# miniature x sheltland



## cilla (Mar 20, 2013)

Hi just wondering i have a full sheltland 40inchs in foal to a 29inch miniature stallion she is due end of april. Has anyone out there breed this cross before. If so can you tell me what size the foal ended up at and how long was the mare in foal.


----------



## atotton (Mar 20, 2013)

I my 2 1/2 yr old filly is out of a 38" mare and sired by a 30" stud. She is currently 32.5" The first picture is the stallion.


----------



## cilla (Mar 20, 2013)

She is lovely thanks for that. Cant wait for my babies.


----------



## Eagle (Mar 20, 2013)

There is an old saying

Colour like dad, size like mum.


----------



## atotton (Mar 20, 2013)

Oops, here are the pictures.


----------



## AnnaC (Mar 20, 2013)

When I started breeding 'mini' horses in the early 1990's most of my mares were British Shetlands and between 32 and 38 inches (one was 40") our original stallion was a spotty mini at 32", since then we still have a few of the original girls, plus of course the daughters and g/daughters of the original stock, but our stallions (four of them) are now all 30" or less.

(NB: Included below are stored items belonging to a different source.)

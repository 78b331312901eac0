//! Procedures stored as `{dir}/{incident}.json` on local disk.

use async_trait::async_trait;
use std::io::ErrorKind;
use std::path::PathBuf;
use tracing::{debug, info};

use super::{is_safe_key, ProcedureRepository, RepositoryError};
use crate::plan::Procedure;

#[derive(Debug, Clone)]
pub struct DirectoryProcedureRepository {
    root: PathBuf,
}

impl DirectoryProcedureRepository {
    #[must_use]
    pub fn new(root: impl Into<PathBuf>) -> Self {
        Self { root: root.into() }
    }

    fn path_for(&self, incident_key: &str) -> PathBuf {
        self.root.join(format!("{incident_key}.json"))
    }
}

#[async_trait]
impl ProcedureRepository for DirectoryProcedureRepository {
    async fn lookup(&self, incident_key: &str) -> Result<Option<Procedure>, RepositoryError> {
        if !is_safe_key(incident_key) {
            debug!(incident = %incident_key, "Unsafe incident key, treating as no procedure");
            return Ok(None);
        }

        let path = self.path_for(incident_key);
        match tokio::fs::read(&path).await {
            Ok(bytes) => Ok(Some(Procedure::from_slice(&bytes)?)),
            Err(e) if e.kind() == ErrorKind::NotFound => Ok(None),
            Err(e) => Err(RepositoryError::Unavailable(format!(
                "failed to read {}: {e}",
                path.display()
            ))),
        }
    }

    async fn save(&self, incident_key: &str, procedure: &Procedure) -> Result<(), RepositoryError> {
        if !is_safe_key(incident_key) {
            return Err(RepositoryError::InvalidKey(incident_key.to_string()));
        }

        let body = serde_json::to_vec_pretty(&procedure.to_document())
            .map_err(|e| RepositoryError::Unavailable(e.to_string()))?;
        tokio::fs::create_dir_all(&self.root)
            .await
            .map_err(|e| RepositoryError::Unavailable(e.to_string()))?;

        let path = self.path_for(incident_key);
        tokio::fs::write(&path, body)
            .await
            .map_err(|e| {
                RepositoryError::Unavailable(format!("failed to write {}: {e}", path.display()))
            })?;

        info!(incident = %incident_key, path = %path.display(), "Saved procedure");
        Ok(())
    }
}
//! Pending remediation requests keyed by single-use id.
//!
//! The registry owns a request while it is PENDING. `consume` is an
//! atomic read-and-delete: of any number of concurrent callers racing on
//! one id, exactly one receives the request and the rest see `None`.
//! That single property is what makes approval callbacks safe to retry.

pub mod memory;
#[cfg(feature = "postgres")]
pub mod postgres;

use async_trait::async_trait;
use chrono::Duration;
use thiserror::Error;

use crate::plan::PlanError;
use crate::types::{CommandPlan, IncidentContext, PlanOrigin, RemediationRequest, RequestId};

pub use memory::InMemoryRegistry;
#[cfg(feature = "postgres")]
pub use postgres::PostgresRegistry;

/// Registry failures.
#[derive(Debug, Error)]
pub enum RegistryError {
    /// Commands failed validation; nothing was stored
    #[error(transparent)]
    InvalidPlan(#[from] PlanError),

    /// Backing store unreachable or returned garbage
    #[error("registry store unavailable: {0}")]
    Unavailable(String),
}

/// Store of pending remediation requests.
#[cfg_attr(test, mockall::automock)]
#[async_trait]
pub trait RemediationRegistry: Send + Sync {
    /// Validate `commands`, store a new PENDING request and return its id.
    async fn create(
        &self,
        incident_key: &str,
        commands: Vec<String>,
        origin: PlanOrigin,
        context: IncidentContext,
    ) -> Result<RequestId, RegistryError>;

    /// Atomically remove and return a PENDING request.
    async fn consume(
        &self,
        request_id: &RequestId,
    ) -> Result<Option<RemediationRequest>, RegistryError>;

    /// Remove PENDING requests older than `max_age`, returned as EXPIRED.
    async fn expire(&self, max_age: Duration) -> Result<Vec<RemediationRequest>, RegistryError>;

    /// Number of PENDING requests.
    async fn pending_count(&self) -> Result<usize, RegistryError>;

    /// Claim an alert delivery key for `window`.
    ///
    /// `Ok(false)` when another caller, in this process or any other
    /// instance sharing the store, claimed it inside the window.
    async fn claim_delivery(
        &self,
        delivery_key: &str,
        window: Duration,
    ) -> Result<bool, RegistryError>;

    /// Drop a delivery claim so a retry can proceed.
    async fn release_delivery(&self, delivery_key: &str) -> Result<(), RegistryError>;
}

/// Shared validation for backends: build the request that will be stored.
pub(crate) fn new_request(
    incident_key: &str,
    commands: Vec<String>,
    origin: PlanOrigin,
    context: IncidentContext,
) -> Result<RemediationRequest, RegistryError> {
    let plan = CommandPlan::new(commands)?;
    Ok(RemediationRequest::new(incident_key, plan, origin, context))
}
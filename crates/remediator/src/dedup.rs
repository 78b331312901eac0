//! Intake de-duplication for retried webhook deliveries.
//!
//! Alertmanager re-sends a group until it gets a 2xx, and proxies retry
//! on timeouts. Each alert delivery key is claimed once per window so a
//! retry never raises a second approval card or a second auto-run.
//!
//! Claims live in the registry so every instance sharing a store sees
//! them. [`IntakeGuard`] is the process-local claim set behind
//! [`InMemoryRegistry`](crate::registry::InMemoryRegistry).

use chrono::{DateTime, Duration, Utc};
use std::collections::HashMap;
use std::sync::Arc;
use tokio::sync::Mutex;
use tracing::debug;

/// Process-local set of claimed delivery keys.
#[derive(Debug, Clone, Default)]
pub struct IntakeGuard {
    claims: Arc<Mutex<HashMap<String, DateTime<Utc>>>>,
}

impl IntakeGuard {
    #[must_use]
    pub fn new() -> Self {
        Self::default()
    }

    /// Claim `key`. Returns `false` if it was already claimed inside `window`.
    pub async fn claim(&self, key: &str, window: Duration) -> bool {
        self.claim_at(key, window, Utc::now()).await
    }

    async fn claim_at(&self, key: &str, window: Duration, now: DateTime<Utc>) -> bool {
        let mut claims = self.claims.lock().await;
        claims.retain(|_, claimed_at| now - *claimed_at < window);

        if claims.contains_key(key) {
            debug!(key = %key, "Delivery already claimed");
            return false;
        }
        claims.insert(key.to_string(), now);
        true
    }

    /// Drop a claim so a retry of the same delivery can proceed.
    pub async fn release(&self, key: &str) {
        self.claims.lock().await.remove(key);
    }
}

Regarding your questions, most of the foals born were 'small', but some grew to the size of their dams and some stayed nearer the size of their sires - the same is true of those born more recently to the smaller stallions. Several of my mares bred several times to the same stallion would produce 'larger' foals one year and smaller ones other years. There is just no telling the 'end' size on a regular basis, it just depends how the 'genes fall' at conception! The length of a pregnancy - they normally average the 11 months, most of ours have foaled between 320 and 340 days although we have had a couple nearly catch us out by foaling in the early 290's!!


----------



## chandab (Mar 20, 2013)

My crosses haven't been that much difference. my first filly is now come 4 years old, sire 31", dam 35.5", and filly is exactly in the middle at 33.25" (her permanent papers measurement). Last years foals, not as big of a difference in the parent size, but I do have one tiny foal out of the mix. Three 38" mares bred to 35.75" stallion; the boys are 1 to 3 weeks apart in age, the first two are almost the same size, number 3 is a good 2" shorter than his brothers, he was tinier at birth and is still quite a bit smaller than the other two. [i don't have any current measurements, only that they haven't been buried by the huge snow drifts around the yard and corrals.]


----------



## Gone_Riding (Mar 20, 2013)

My mare is out of a 50% Arenosa (type of Shetland) mare. She's 38" and so is her mom. However, her mom's mom is only 34" and that mare was out of a 38" mare.

I bred my mare to a 32" stud in hopes of a 35" mini.


----------



## eagles ring farm (Mar 20, 2013)

Our 5 year old mare - is out of a 37" mare by a 29.5" stallion and at 5yrs old she is 33.5"


----------



## paintponylvr (Mar 21, 2013)

I don't have any comparisons with shetlands/minis. Actually, I have one. I had a small Shetland mare that was 37" at the withers. All 3 of her foals by the stallion below (45"), measured 37 - 37 1/2" at the withers. The one mare that I kept has been bred to a petite 40" stallion and we are expecting her 3rd foal from this cross. The first is actually smaller than the mare but built like her, the 2nd is now 2 and slightly taller but built more like her petite sire at the moment. As pairs, the first would drive with his dam and the 2nd with her sire.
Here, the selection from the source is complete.